The Football Association Community Shield (formerly the Charity Shield, up to and including the 2001 edition) is an annual association football match organised by the Football Association and presently contested between the Premier League champions and FA Cup winners. In the event where a club achieves the domestic double, it goes on to face the league runners-up instead. The match is played every August, serving as England's super cup equivalent, and is regarded as the "curtain-raiser" and the first competitive game of each top-flight English football season.
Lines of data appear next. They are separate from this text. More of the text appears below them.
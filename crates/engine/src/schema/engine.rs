//! Type-to-schema expansion.
//!
//! [`TypeSchemaEngine::expand`] turns a type expression into a shared
//! [`SchemaRef`]. Results are memoized in the [`SchemaCache`] so repeated
//! expansions of one type hand out the same allocation. Self-referential
//! types terminate: a type encountered again while its own expansion is in
//! progress yields a circular-reference placeholder, which is cached until the
//! outer expansion overwrites it with the resolved node.

use crate::documentation::DocumentationSource;
use crate::introspection::TypeIntrospector;
use crate::schema::cache::SchemaCache;
use crate::schema::rules::{self, serializes_as_string};
use apiscribe_types::{
    Attribute, AttributeSet, EnumMember, PropertyDef, SchemaKind, SchemaNode, SchemaRef, TypeDef, TypeExpr, TypeShape,
    simple_name,
};
use indexmap::{IndexMap, IndexSet};
use serde_json::Value;
use std::collections::HashSet;
use std::sync::Arc;
use tracing::{debug, warn};

const MAX_EXPANSION_DEPTH: usize = 128;

const CIRCULAR_REFERENCE_PREFIX: &str = "Circular reference to ";

#[derive(Debug, Default)]
struct ResolutionContext {
    depth: usize,
    in_progress: HashSet<String>,
}

/// Expands host types into schema nodes.
pub struct TypeSchemaEngine<'a> {
    introspector: &'a dyn TypeIntrospector,
    documentation: &'a dyn DocumentationSource,
    cache: &'a SchemaCache,
    include_descriptions: bool,
    context: ResolutionContext,
}

impl<'a> TypeSchemaEngine<'a> {
    pub fn new(
        introspector: &'a dyn TypeIntrospector,
        documentation: &'a dyn DocumentationSource,
        cache: &'a SchemaCache,
        include_descriptions: bool,
    ) -> Self {
        Self {
            introspector,
            documentation,
            cache,
            include_descriptions,
            context: ResolutionContext::default(),
        }
    }

    /// Returns the canonical schema for `type_name`.
    ///
    /// Never fails: types the introspector cannot describe degrade to an
    /// untyped object with a warning.
    pub fn expand(&mut self, type_name: &str) -> SchemaRef {
        let key = cache_key(type_name);
        if let Some(node) = self.cache.resolved(&key) {
            debug!(type_name = %key, "schema cache hit");
            return node;
        }
        if self.context.in_progress.contains(&key) {
            return self.circular_placeholder(&key);
        }
        if self.context.depth >= MAX_EXPANSION_DEPTH {
            warn!(type_name = %key, "schema expansion too deep; emitting untyped object");
            return Arc::new(SchemaNode::of_kind(SchemaKind::Object));
        }

        let type_def = match self.introspector.describe(&key) {
            Ok(type_def) => type_def,
            Err(error) => {
                warn!(type_name = %key, %error, "type cannot be described; emitting untyped object");
                let node = Arc::new(SchemaNode::of_kind(SchemaKind::Object));
                self.cache.insert_resolved(&key, Arc::clone(&node));
                return node;
            }
        };

        let identity = type_def.name.clone();
        if identity != key {
            if let Some(node) = self.cache.resolved(&identity) {
                self.cache.insert_resolved(&key, Arc::clone(&node));
                return node;
            }
            if self.context.in_progress.contains(&identity) {
                return self.circular_placeholder(&identity);
            }
        }

        self.context.in_progress.insert(identity.clone());
        self.context.depth += 1;
        let node = self.build(&type_def);
        self.context.depth -= 1;
        self.context.in_progress.remove(&identity);

        self.cache.insert_resolved(&identity, Arc::clone(&node));
        if identity != key {
            self.cache.insert_resolved(&key, Arc::clone(&node));
        }
        node
    }

    /// Returns `base` with a description and validation keywords applied.
    ///
    /// `base` is returned unchanged when there is nothing to add, preserving
    /// reference identity. A circular placeholder keeps its description.
    pub fn enrich(&self, base: SchemaRef, description: Option<&str>, attributes: &[Attribute]) -> SchemaRef {
        let description = description.filter(|_| self.include_descriptions && !self.is_circular_placeholder(&base));
        if description.is_none() && !rules::has_validation(attributes) {
            return base;
        }

        let mut node = (*base).clone();
        if let Some(description) = description {
            node.description = Some(description.to_string());
        }
        rules::apply_validation(&mut node, attributes);
        Arc::new(node)
    }

    /// Whether `type_name` denotes a value type that cannot hold null.
    pub fn is_non_nullable_value_type(&self, type_name: &str) -> bool {
        self.introspector
            .describe(type_name)
            .is_ok_and(|type_def| type_def.is_value_type())
    }

    /// Whether `type_name` is expanded property-by-property.
    ///
    /// Nullable wrappers are looked through. Types the introspector cannot
    /// describe count as complex.
    pub fn is_complex(&self, type_name: &str) -> bool {
        match self.introspector.describe(type_name) {
            Ok(TypeDef {
                shape: TypeShape::Nullable { underlying },
                ..
            }) => self.is_complex(&underlying),
            Ok(type_def) => type_def.is_complex(),
            Err(_) => true,
        }
    }

    pub fn introspector(&self) -> &'a dyn TypeIntrospector {
        self.introspector
    }

    pub fn documentation(&self) -> &'a dyn DocumentationSource {
        self.documentation
    }

    pub fn include_descriptions(&self) -> bool {
        self.include_descriptions
    }

    fn circular_placeholder(&self, key: &str) -> SchemaRef {
        debug!(type_name = %key, "circular reference detected");
        let placeholder = Arc::new(SchemaNode::circular_reference(simple_name(key)));
        self.cache.insert_placeholder(key, placeholder)
    }

    fn is_circular_placeholder(&self, node: &SchemaRef) -> bool {
        self.cache.is_placeholder(node)
            || (node.properties.as_ref().is_some_and(IndexMap::is_empty)
                && node
                    .description
                    .as_deref()
                    .is_some_and(|description| description.starts_with(CIRCULAR_REFERENCE_PREFIX)))
    }

    fn build(&mut self, type_def: &TypeDef) -> SchemaRef {
        match &type_def.shape {
            TypeShape::Primitive { primitive } => Arc::new(SchemaNode::scalar(primitive.schema_kind(), primitive.format())),
            TypeShape::Nullable { underlying } => self.expand(underlying),
            TypeShape::Enum { members } => Arc::new(enum_schema(type_def, members)),
            TypeShape::Dictionary { .. } => Arc::new(SchemaNode::open_object()),
            TypeShape::Array { element }
            | TypeShape::Sequence {
                element: Some(element),
            } => {
                let items = self.expand(element);
                Arc::new(SchemaNode::array(items))
            }
            TypeShape::Sequence { element: None } => {
                Arc::new(SchemaNode::array(Arc::new(SchemaNode::of_kind(SchemaKind::Object))))
            }
            TypeShape::Object { .. } => Arc::new(self.object_schema(type_def)),
            TypeShape::Any | TypeShape::Infrastructure => Arc::new(SchemaNode::of_kind(SchemaKind::Object)),
            TypeShape::Void | TypeShape::Task { result: None } => Arc::new(SchemaNode::of_kind(SchemaKind::Null)),
            TypeShape::Task { result: Some(result) } => self.expand(result),
            TypeShape::ActionResult { value: Some(value) } => self.expand(value),
            TypeShape::ActionResult { value: None } => Arc::new(SchemaNode::of_kind(SchemaKind::Object)),
        }
    }

    /// Collects instance properties across the base chain, most-derived first.
    fn object_schema(&mut self, type_def: &TypeDef) -> SchemaNode {
        let mut properties = IndexMap::new();
        let mut required = IndexSet::new();
        let mut visited_levels = HashSet::new();
        let mut level = Some(type_def.clone());

        while let Some(current) = level.take() {
            if !visited_levels.insert(current.name.clone()) {
                warn!(type_name = %type_def.name, base = %current.name, "inheritance cycle detected");
                break;
            }
            let TypeShape::Object { base, properties: declared, .. } = &current.shape else {
                break;
            };

            for property in declared.iter().filter(|property| property.is_instance_readable()) {
                if properties.contains_key(&property.name) {
                    continue;
                }
                let node = self.property_schema(&current, property);
                if rules::is_required(&property.attributes, self.is_non_nullable_value_type(&property.type_name), false) {
                    required.insert(property.name.clone());
                }
                properties.insert(property.name.clone(), node);
            }

            level = base.as_deref().and_then(|base| match self.introspector.describe(base) {
                Ok(base_def) => Some(base_def),
                Err(error) => {
                    warn!(type_name = %current.name, base = %base, %error, "base type cannot be described; stopping inheritance walk");
                    None
                }
            });
        }

        SchemaNode::object(properties, required)
    }

    fn property_schema(&mut self, owner: &TypeDef, property: &PropertyDef) -> SchemaRef {
        let base = self.expand(&property.type_name);
        let documentation = self.documentation;
        let description = documentation
            .property_summary(&owner.name, &property.name)
            .or_else(|| property.attributes.description());
        self.enrich(base, description, &property.attributes)
    }
}

fn enum_schema(type_def: &TypeDef, members: &[EnumMember]) -> SchemaNode {
    let (kind, values) = if serializes_as_string(type_def) {
        let names = members.iter().map(|member| Value::from(member.name.clone())).collect();
        (SchemaKind::String, names)
    } else {
        let numbers = members.iter().map(|member| Value::from(member.value)).collect();
        (SchemaKind::Integer, numbers)
    };
    SchemaNode {
        enum_values: Some(values),
        ..SchemaNode::of_kind(kind)
    }
}

/// Canonical cache key of a type expression.
fn cache_key(type_name: &str) -> String {
    TypeExpr::parse(type_name).map_or_else(|_| type_name.trim().to_string(), |expr| expr.to_string())
}
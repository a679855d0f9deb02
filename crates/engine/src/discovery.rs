//! Discovery document assembly and caching.

use crate::documentation::{DocumentationSource, NoDocumentation};
use crate::error::DiscoveryError;
use crate::introspection::TypeIntrospector;
use crate::manifest::ApiManifest;
use crate::options::DiscoveryOptions;
use crate::schema::{SchemaCache, TypeSchemaEngine};
use crate::tool_builder::ToolBuilder;
use apiscribe_types::{Document, EndpointDescriptor};
use serde_json::Value;
use std::sync::{Arc, Mutex, MutexGuard};
use tracing::{debug, info, warn};

/// Enumerates the endpoints exposed by the host.
pub trait EndpointSource: Send + Sync {
    fn endpoints(&self) -> anyhow::Result<Vec<EndpointDescriptor>>;
}

impl EndpointSource for Vec<EndpointDescriptor> {
    fn endpoints(&self) -> anyhow::Result<Vec<EndpointDescriptor>> {
        Ok(self.clone())
    }
}

/// Generates the discovery document and keeps it until invalidated.
///
/// The document and the schema cache are owned here. Generation runs as a
/// critical section: concurrent callers wait for the first pass and then
/// share its result.
pub struct DiscoveryService {
    endpoints: Arc<dyn EndpointSource>,
    introspector: Arc<dyn TypeIntrospector>,
    documentation: Arc<dyn DocumentationSource>,
    options: DiscoveryOptions,
    schema_cache: SchemaCache,
    document: Mutex<Option<Arc<Document>>>,
}

impl DiscoveryService {
    pub fn new(
        endpoints: Arc<dyn EndpointSource>,
        introspector: Arc<dyn TypeIntrospector>,
        options: DiscoveryOptions,
    ) -> Self {
        Self {
            endpoints,
            introspector,
            documentation: Arc::new(NoDocumentation),
            options,
            schema_cache: SchemaCache::new(),
            document: Mutex::new(None),
        }
    }

    /// Creates a service backed by one manifest for both endpoints and types.
    pub fn from_manifest(manifest: ApiManifest, options: DiscoveryOptions) -> Self {
        let manifest = Arc::new(manifest);
        Self::new(manifest.clone(), manifest, options)
    }

    /// Sets the documentation source.
    pub fn with_documentation(mut self, documentation: Arc<dyn DocumentationSource>) -> Self {
        self.documentation = documentation;
        self
    }

    pub fn options(&self) -> &DiscoveryOptions {
        &self.options
    }

    /// Returns the discovery document, generating it on first use.
    ///
    /// Until [`invalidate_cache`](Self::invalidate_cache) is called every call
    /// returns the same `Arc`. A failed pass caches nothing.
    pub fn generate_document(&self) -> Result<Arc<Document>, DiscoveryError> {
        let mut slot = self.lock_document();
        if let Some(document) = slot.as_ref() {
            debug!("serving cached discovery document");
            return Ok(Arc::clone(document));
        }

        let document = Arc::new(self.assemble()?);
        *slot = Some(Arc::clone(&document));
        info!(
            tools = document.tools.len(),
            cached_schemas = self.schema_cache.len(),
            "generated discovery document"
        );
        Ok(document)
    }

    /// Returns the `{"tools": [...]}` view of the cached document.
    pub fn tools_listing(&self) -> Result<Value, DiscoveryError> {
        let document = self.generate_document()?;
        Ok(serde_json::to_value(document.listing())?)
    }

    /// Drops the cached document and every memoized schema.
    ///
    /// The schema cache is cleared under the document lock so no pass can
    /// observe it half-emptied.
    pub fn invalidate_cache(&self) {
        let mut slot = self.lock_document();
        slot.take();
        self.schema_cache.clear();
        debug!("discovery cache invalidated");
    }

    /// Locks the document slot, recovering from a pass that panicked.
    ///
    /// A panicked pass may have left placeholders in the schema cache, so
    /// both caches are discarded before the lock is handed out.
    fn lock_document(&self) -> MutexGuard<'_, Option<Arc<Document>>> {
        self.document.lock().unwrap_or_else(|poisoned| {
            warn!("previous discovery pass panicked; discarding cached state");
            self.document.clear_poison();
            let mut slot = poisoned.into_inner();
            slot.take();
            self.schema_cache.clear();
            slot
        })
    }

    fn assemble(&self) -> Result<Document, DiscoveryError> {
        let endpoints = self.endpoints.endpoints().map_err(DiscoveryError::EndpointSource)?;
        let engine = TypeSchemaEngine::new(
            self.introspector.as_ref(),
            self.documentation.as_ref(),
            &self.schema_cache,
            self.options.include_descriptions,
        );
        let mut builder = ToolBuilder::new(engine, &self.options);
        let tools = endpoints.iter().filter_map(|endpoint| builder.build(endpoint)).collect();

        Ok(Document {
            info: self.options.info.clone(),
            tools,
            metadata: self.options.metadata.clone(),
        })
    }
}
Since 1974, all but seven of the matches have been held at either the original or new Wembley stadiums. (Note: From 2001–2006, the Millennium Stadium was the venue for Shield matches while the new Wembley Stadium was being constructed. Villa Park replaced Wembley Stadium as the venue for the 2012 Community Shield due to the latter's hosting of the Olympic men's football tournament final the previous day. King Power Stadium replaced Wembley Stadium as the venue for the 2022 Community Shield due to the latter's hosting of the UEFA Women's Euro 2022 final the following day. The Millennium Stadium replaced Wembley Stadium as the venue for the 2026 Community Shield due to the latter's holding The Weeknd concerts from 14 to 19 August as part of After Hours til Dawn Tour.) Stamford Bridge, which was the venue where the inaugural Charity Shield was played in 1908, has hosted the second-most finals with 11. The current winners are Arsenal, who defeated Manchester City 3–0 in the 2026 fixture.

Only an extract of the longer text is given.